● **WHAT THE EXERCISE ASKS**
Go through the records and copy each line where the word "println" occurs.
____________
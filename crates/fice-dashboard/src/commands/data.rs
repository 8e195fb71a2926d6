//! Mock data commands: `list`, `add-input`, `snapshots compare` and
//! `integrity`.
//!
//! Each invocation works on a freshly seeded database; only the session and
//! layout survive between runs.

use std::process::ExitCode;

use chrono::Utc;

use fice_dashboard::tables::{fetch_rows, render_comparison, render_table, TableKind};
use fice_data::{compare_snapshots, InputType, IntegrityStatus, MockDb, NewInput};

use super::{finish, CommandContext, CommandError};

/// Prints one table as the current viewer sees it. The account tables
/// need a logged-in session.
pub(crate) fn run_list_command(kind: TableKind) -> ExitCode {
    finish(list(kind))
}

fn list(kind: TableKind) -> Result<(), CommandError> {
    let ctx = CommandContext::load(false)?;
    if kind.requires_session() {
        ctx.auth().state().require_session()?;
    }
    let viewer = ctx.viewer();
    let now = Utc::now();
    let db = MockDb::seeded(now);
    let rows = fetch_rows(&db, kind, &viewer);
    print!("{}", render_table(kind, &rows, now));
    Ok(())
}

/// Records an input for the viewer and prints the recalculated identity.
pub(crate) fn run_add_input_command(
    input_type: InputType,
    value: &str,
    reason: Option<&str>,
) -> ExitCode {
    finish(add_input(input_type, value, reason))
}

fn add_input(input_type: InputType, value: &str, reason: Option<&str>) -> Result<(), CommandError> {
    let ctx = CommandContext::load(false)?;
    let viewer = ctx.viewer();
    let mut db = MockDb::seeded(Utc::now());

    let mut input = NewInput::new(input_type, value);
    if let Some(reason) = reason {
        input = input.with_reason(reason);
    }
    let outcome = db.add_input(&viewer.user_id, input)?;

    let identity = &outcome.identity;
    println!(
        "Added {} input {} ({})",
        outcome.input.input_type, outcome.input.id, outcome.input.input_value
    );
    println!(
        "Identity: {} • Stability {}/100 • Risk {} • {}",
        identity.income_type,
        identity.income_stability_score,
        identity.risk_tolerance,
        identity.decision_style
    );
    println!(
        "Snapshot {}: {}",
        outcome.snapshot.id,
        outcome.snapshot.change_reason.as_deref().unwrap_or_default()
    );
    Ok(())
}

/// Compares the viewer's two newest snapshots field by field.
pub(crate) fn run_snapshots_compare_command() -> ExitCode {
    finish(compare())
}

fn compare() -> Result<(), CommandError> {
    let ctx = CommandContext::load(false)?;
    let viewer = ctx.viewer();
    let db = MockDb::seeded(Utc::now());
    let snapshots = db.snapshots(&viewer.user_id);

    match compare_snapshots(&snapshots) {
        Some(diffs) => {
            println!("{} vs {}", snapshots[0].id, snapshots[1].id);
            print!("{}", render_comparison(&diffs));
        }
        None => println!("Need at least 2 snapshots to compare."),
    }
    Ok(())
}

/// Runs the ledger consistency check. A warning exits non-zero.
///
/// `simulate_drift` edits the stored identity first so the newest snapshot
/// no longer matches it.
pub(crate) fn run_integrity_command(simulate_drift: bool) -> ExitCode {
    if let Err(e) = CommandContext::load(false) {
        return finish(Err(e));
    }

    let mut db = MockDb::seeded(Utc::now());
    if simulate_drift {
        drift_identity(&mut db);
    }
    let check = db.run_integrity_check();
    println!("{}  {}", check.status, check.name);
    println!("{}", check.detail);

    match check.status {
        IntegrityStatus::Ok => ExitCode::SUCCESS,
        IntegrityStatus::Warn => ExitCode::FAILURE,
    }
}

/// Moves the identity's stability score by 10 without a new snapshot.
fn drift_identity(db: &mut MockDb) {
    let Some(mut identity) = db.identity().cloned() else {
        return;
    };
    let score = identity.income_stability_score;
    identity.income_stability_score = if score >= 10 { score - 10 } else { score + 10 };
    db.set_identity(Some(identity));
}
//! Widget context providing shared state for widget rendering.
//!
//! The [`WidgetContext`] carries everything a widget may need to build its
//! view: query results for the current generation, the current time for
//! relative ages, and the viewer's role. It is passed by reference to each
//! widget.

use chrono::{DateTime, Utc};
use fice_data::Role;

use crate::fetch::{QueryCache, QueryState};
use crate::layout::WidgetKey;

/// Shared context passed to widgets during rendering.
///
/// All data is borrowed so building a context per frame is free.
#[derive(Debug)]
pub struct WidgetContext<'a> {
    /// Query states of the current fetch generation.
    pub queries: &'a QueryCache,

    /// Reference time for relative ages.
    pub now: DateTime<Utc>,

    /// Role of the viewer, `None` when anonymous.
    pub role: Option<Role>,
}

impl<'a> WidgetContext<'a> {
    /// Creates a context at the current time with no role.
    pub fn new(queries: &'a QueryCache) -> Self {
        Self {
            queries,
            now: Utc::now(),
            role: None,
        }
    }

    pub fn with_now(mut self, now: DateTime<Utc>) -> Self {
        self.now = now;
        self
    }

    pub fn with_role(mut self, role: Option<Role>) -> Self {
        self.role = role;
        self
    }

    /// State of the query bound to `key`.
    pub fn query(&self, key: WidgetKey) -> &'a QueryState {
        self.queries.state(key)
    }
}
____________
● **SOLUTION FOR THIS TASK**
    println!(
    println!(
    println!(
            println!("{} vs {}", snapshots[0].id, snapshots[1].id);
        None => println!("Need at least 2 snapshots to compare."),
    println!("{}  {}", check.status, check.name);
    println!("{}", check.detail);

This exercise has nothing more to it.